The Black Humour of Goya: Smiles of Reason, Smiles of Unreason

The career of the Spanish artist Francisco José de Goya y Lucientes (1746-1828) is said to have spanned the length of the old masters and entered into the realm of what we would recognize today as modern art. This I am not terribly qualified to comment on, but the movement in Goya’s work that most interest me is the one that led him to the stark and dire images he chose to paint on the walls of his house in 1819 as well as the series of prints he produced from 1799 to 1823.

He first made a name for himself doing portraits for the Spanish nobility and for some time was under the employ of the Spanish Crown. One of his better known works of this period is “Charles IV of Spain and His Family”. It is generally considered to be a subtle satire on the decadence of the noble family, yet this view has been challenged in recent years and anyone interested in the promise and perils of art history and the attempt to discern what a painter really meant would do well to read up on it.

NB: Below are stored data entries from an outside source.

//! Cryptographic functions for account-porter
//!
//! Provides AES-256-GCM encryption with Argon2id key derivation behind the
//! [`CipherProvider`] contract used by export and import.

pub mod encryption;
pub mod key_derivation;
pub mod provider;
pub mod secure_memory;

pub use encryption::{open, seal, SealedPayload};
pub use key_derivation::{derive_key, DerivedKey, KeyDerivationParams};
pub use provider::{CipherProvider, PasswordCheck, PasswordCipher, ALGORITHM_ID};
pub use secure_memory::SecureString;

In the early 1790s he was stricken deaf by an uncertain disease, and this, combined with the political disorder and uncertainty of the decade, is generally considered to have perpetrated his change in style.

While his “The Sleep of Reason Produces Monsters” was often seen to be a warning and a rallying cry for the forces of Enlightenment in the 18th and 19th centuries, when seen together with the other 80 aquatint prints of which the series consists one is less inclined to see it in such a straightforward manner. Indeed, one is a very selective witness to look at any of these works in isolation. With their titles and depictions the prints seem to be in dialogue with each other in a number of ways, chastising, commenting, ironizing society and each other.

Take, for instance, plate 52 “What a Tailor Can Do”, which depicts a frightful, tearful crowd pleading, seemingly worshiping an ominous figure, who is in fact no more than a tree. This would seem in keeping with the Enlightenment condemnation of superstition.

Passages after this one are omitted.